Once you have read the records below, report how many lines contain the word "ConfigError", and give nothing besides that number.

DATA
────────────────────

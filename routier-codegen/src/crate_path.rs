//! Crate path resolution for generated code.
//!
//! Detects whether the user depends on `routier` (facade) or `routier-core`
//! directly, and returns the appropriate path prefix for generated code.

use proc_macro2::TokenStream;
use proc_macro_crate::{crate_name, FoundCrate};
use quote::quote;

/// Returns the token stream for accessing `routier_core` types.
///
/// If the user depends on `routier`, returns `::routier`.
/// Otherwise returns `::routier_core`.
pub fn routier_core_path() -> TokenStream {
    // First check if the facade crate is available
    if let Ok(found) = crate_name("routier") {
        match found {
            FoundCrate::Itself => quote!(crate),
            FoundCrate::Name(name) => {
                let ident = syn::Ident::new(&name, proc_macro2::Span::call_site());
                quote!(::#ident)
            }
        }
    } else if let Ok(found) = crate_name("routier-core") {
        match found {
            FoundCrate::Itself => quote!(crate),
            FoundCrate::Name(name) => {
                let ident = syn::Ident::new(&name, proc_macro2::Span::call_site());
                quote!(::#ident)
            }
        }
    } else {
        // Fallback - assume routier_core is available (for error messages)
        quote!(::routier_core)
    }
}
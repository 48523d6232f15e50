use engine_core::error::{StateError, StoreError};
use model::ConfigError;
use thiserror::Error;

/// Failure of a single offset. Rendered text keeps the `<kind> | <context>`
/// shape so the signature survives into the ledger.
#[derive(Error, Debug, Clone, PartialEq, Eq)]
pub enum OffsetError {
    #[error(transparent)]
    Store(#[from] StoreError),

    #[error("integrity lost | key={key} {detail}")]
    Integrity { key: String, detail: String },
}

impl OffsetError {
    pub fn integrity(key: &str, detail: impl Into<String>) -> Self {
        OffsetError::Integrity {
            key: key.to_string(),
            detail: detail.into(),
        }
    }

    pub fn as_store(&self) -> Option<&StoreError> {
        match self {
            OffsetError::Store(e) => Some(e),
            OffsetError::Integrity { .. } => None,
        }
    }
}

#[derive(Error, Debug)]
pub enum ExecutorError {
    #[error("invalid operation config: {0}")]
    Config(#[from] ConfigError),

    #[error(transparent)]
    State(#[from] StateError),
}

────────────────────

OUTPUT
2